Personal Growth

Feng Shui Tips for a Patio, Deck, or Balcony

If you live in a city, there’s a good chance that your outdoor space is rather small. However, never fear, there are still some great ways you can Feng Shui your deck, patio, balcony, or porch and turn your small outdoor space into a tiny inviting paradise. Use the practical Feng Shui tips below to get started.

Fix the Energy Flow Between Your Home and Outdoor Space

One of the foundational principles of Feng Shui is that everything has a vital life force that Feng Shui masters call chi, also spelled chi or qi. This includes both living creatures AND inanimate objects, which is, of course, different than most practices originating in Western cultures. Closely related to this Feng Shui foundational principle is another Feng Shui principle that everything is connected through this chi. At home, the chi inside your home is connected to the chi in your outdoor space. In fact, in smaller outdoor spaces just outside our door, like patios, decks, balconies, and porches, we tend to utilize these spaces as extended living quarters so this concept of a connected chi is even more apparent as it will have a greater influence over your life.

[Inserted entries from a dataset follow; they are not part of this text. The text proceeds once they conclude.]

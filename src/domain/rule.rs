//! Rule tree data structures.
//!
//! This module defines the declarative tree a strategy is written in:
//! - `IndicatorSpec`: an indicator name plus its raw string parameters
//! - `Comparison`: a leaf comparing an indicator against a constant or another indicator
//! - `RuleGroup`: an ordered list of children folded with AND/OR
//! - `RuleNode`: either of the above
//!
//! Everything here is still unvalidated text: names, operators and literal
//! values are checked by the compiler, not when the tree is built.

use std::fmt;

#[derive(Debug, Clone, PartialEq, Eq)]
pub struct RuleParam {
    pub name: String,
    pub value: String,
}

impl RuleParam {
    pub fn new(name: impl Into<String>, value: impl Into<String>) -> Self {
        Self {
            name: name.into(),
            value: value.into(),
        }
    }
}

#[derive(Debug, Clone, PartialEq, Eq)]
pub struct IndicatorSpec {
    pub name: String,
    pub params: Vec<RuleParam>,
}

impl IndicatorSpec {
    pub fn new(name: impl Into<String>) -> Self {
        Self {
            name: name.into(),
            params: Vec::new(),
        }
    }

    pub fn with_param(mut self, name: impl Into<String>, value: impl Into<String>) -> Self {
        self.params.push(RuleParam::new(name, value));
        self
    }

    /// First parameter whose name matches case-insensitively.
    pub fn param(&self, name: &str) -> Option<&str> {
        self.params
            .iter()
            .find(|p| p.name.eq_ignore_ascii_case(name))
            .map(|p| p.value.as_str())
    }
}

#[derive(Debug, Clone, Copy, PartialEq, Eq, Default)]
pub enum Combinator {
    #[default]
    And,
    Or,
}

impl Combinator {
    /// Parses `AND`/`OR` case-insensitively; blank text means "not given".
    pub fn parse(raw: &str) -> Option<Combinator> {
        match raw.trim().to_ascii_uppercase().as_str() {
            "AND" => Some(Combinator::And),
            "OR" => Some(Combinator::Or),
            _ => None,
        }
    }
}

impl fmt::Display for Combinator {
    fn fmt(&self, f: &mut fmt::Formatter<'_>) -> fmt::Result {
        match self {
            Combinator::And => f.write_str("AND"),
            Combinator::Or => f.write_str("OR"),
        }
    }
}

#[derive(Debug, Clone, PartialEq)]
pub enum CompareTarget {
    /// A literal that must parse as a number at compile time.
    Value(String),
    Indicator(IndicatorSpec),
}

#[derive(Debug, Clone, PartialEq)]
pub struct Comparison {
    pub indicator: IndicatorSpec,
    pub operator: String,
    pub target: CompareTarget,
}

#[derive(Debug, Clone, PartialEq, Default)]
pub struct RuleGroup {
    pub combinator: Combinator,
    pub children: Vec<RuleChild>,
}

/// A group member plus the combinator it declares for joining the running fold.
#[derive(Debug, Clone, PartialEq)]
pub struct RuleChild {
    pub node: RuleNode,
    pub combinator: Option<Combinator>,
}

#[derive(Debug, Clone, PartialEq)]
pub enum RuleNode {
    Comparison(Comparison),
    Group(RuleGroup),
}

impl RuleGroup {
    pub fn new(combinator: Combinator) -> Self {
        Self {
            combinator,
            children: Vec::new(),
        }
    }

    pub fn push(mut self, node: RuleNode) -> Self {
        self.children.push(RuleChild {
            node,
            combinator: None,
        });
        self
    }

    pub fn push_with(mut self, combinator: Combinator, node: RuleNode) -> Self {
        self.children.push(RuleChild {
            node,
            combinator: Some(combinator),
        });
        self
    }

    pub fn is_empty(&self) -> bool {
        self.children.is_empty()
    }

    /// Number of comparison leaves in this group and all nested groups.
    pub fn leaf_count(&self) -> usize {
        self.children
            .iter()
            .map(|c| match &c.node {
                RuleNode::Comparison(_) => 1,
                RuleNode::Group(g) => g.leaf_count(),
            })
            .sum()
    }
}

impl Comparison {
    pub fn against_value(
        indicator: IndicatorSpec,
        operator: impl Into<String>,
        value: impl Into<String>,
    ) -> Self {
        Self {
            indicator,
            operator: operator.into(),
            target: CompareTarget::Value(value.into()),
        }
    }

    pub fn against_indicator(
        indicator: IndicatorSpec,
        operator: impl Into<String>,
        other: IndicatorSpec,
    ) -> Self {
        Self {
            indicator,
            operator: operator.into(),
            target: CompareTarget::Indicator(other),
        }
    }
}

impl From<Comparison> for RuleNode {
    fn from(comparison: Comparison) -> Self {
        RuleNode::Comparison(comparison)
    }
}

impl From<RuleGroup> for RuleNode {
    fn from(group: RuleGroup) -> Self {
        RuleNode::Group(group)
    }
}

#[cfg(test)]
mod tests {
    use super::*;

    fn close_above(value: &str) -> RuleNode {
        Comparison::against_value(IndicatorSpec::new("CLOSE"), ">", value).into()
    }

    #[test]
    fn param_lookup_is_case_insensitive_first_match() {
        let spec = IndicatorSpec::new("SMA")
            .with_param("Period", "10")
            .with_param("period", "30");
        assert_eq!(spec.param("PERIOD"), Some("10"));
        assert_eq!(spec.param("fast"), None);
    }

    #[test]
    fn combinator_parse() {
        assert_eq!(Combinator::parse("or"), Some(Combinator::Or));
        assert_eq!(Combinator::parse(" AND "), Some(Combinator::And));
        assert_eq!(Combinator::parse(""), None);
        assert_eq!(Combinator::parse("XOR"), None);
    }

    #[test]
    fn default_group_is_empty_and() {
        let group = RuleGroup::default();
        assert!(group.is_empty());
        assert_eq!(group.combinator, Combinator::And);
    }

    #[test]
    fn builder_records_overrides() {
        let group = RuleGroup::new(Combinator::Or)
            .push(close_above("1"))
            .push_with(Combinator::And, close_above("2"));
        assert_eq!(group.children[0].combinator, None);
        assert_eq!(group.children[1].combinator, Some(Combinator::And));
    }

    #[test]
    fn leaf_count_recurses() {
        let inner = RuleGroup::new(Combinator::Or)
            .push(close_above("1"))
            .push(close_above("2"));
        let outer = RuleGroup::new(Combinator::And)
            .push(close_above("3"))
            .push(inner.into());
        assert_eq!(outer.leaf_count(), 3);
    }
}
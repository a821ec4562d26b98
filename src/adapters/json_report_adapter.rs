//! Writes a backtest result as pretty-printed JSON.

use crate::domain::error::StrategistError;
use crate::domain::metrics::BacktestResult;
use crate::domain::rule_config::BacktestRequest;
use crate::ports::report_port::ReportPort;
use serde::Serialize;
use std::fs;

pub struct JsonReportAdapter;

#[derive(Serialize)]
#[serde(rename_all = "camelCase")]
struct Report<'a> {
    stock_symbol: &'a str,
    range: &'a str,
    interval: &'a str,
    #[serde(flatten)]
    result: &'a BacktestResult,
}

impl JsonReportAdapter {
    pub fn render(
        result: &BacktestResult,
        request: &BacktestRequest,
    ) -> Result<String, StrategistError> {
        let report = Report {
            stock_symbol: &request.stock_symbol,
            range: &request.range,
            interval: &request.interval,
            result,
        };
        Ok(serde_json::to_string_pretty(&report)?)
    }
}

impl ReportPort for JsonReportAdapter {
    fn write(
        &self,
        result: &BacktestResult,
        request: &BacktestRequest,
        output_path: &str,
    ) -> Result<(), StrategistError> {
        let body = Self::render(result, request)?;
        fs::write(output_path, body)?;
        Ok(())
    }
}
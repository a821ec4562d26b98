//! Simple Moving Average of closing prices.
//!
//! SMA(n)[i] = mean(C[i-n+1..=i]). Warmup: first (n-1) bars are invalid.

use crate::domain::indicator::{IndicatorSeries, IndicatorType};
use crate::domain::indicator_helpers::rolling_mean;
use crate::domain::ohlcv::Bar;

pub const DEFAULT_PERIOD: usize = 50;

pub fn calculate_sma(bars: &[Bar], period: usize) -> IndicatorSeries {
    let closes: Vec<Option<f64>> = bars.iter().map(|b| Some(b.close)).collect();
    IndicatorSeries::from_options(IndicatorType::Sma(period), bars, rolling_mean(&closes, period))
}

In many homes, we accumulate so many material possessions, we start to block the chi flow between the door and our outdoor spaces. We may even be pack rats, saving boxes or other objects we don’t actually need that put a temporary block on the flow of chi. So, one of the most important ways you can Feng Shui your deck or other small outdoor space is to remove these barriers. Now, it’s also important that you don’t allow the positive chi that follows you outside, or flows out when you leave the door open, to simply flow right off your deck, patio, balcony or porch. While you want that positive chi to flow and meander, you also don’t want it simply flooding out. To prevent this, you can place one or two objects, such as outdoor furniture, between the door and a straight line to where the positive chi would escape your deck, patio, balcony, or porch. You’ll want to do this of course without totally blocking the positive chi of course.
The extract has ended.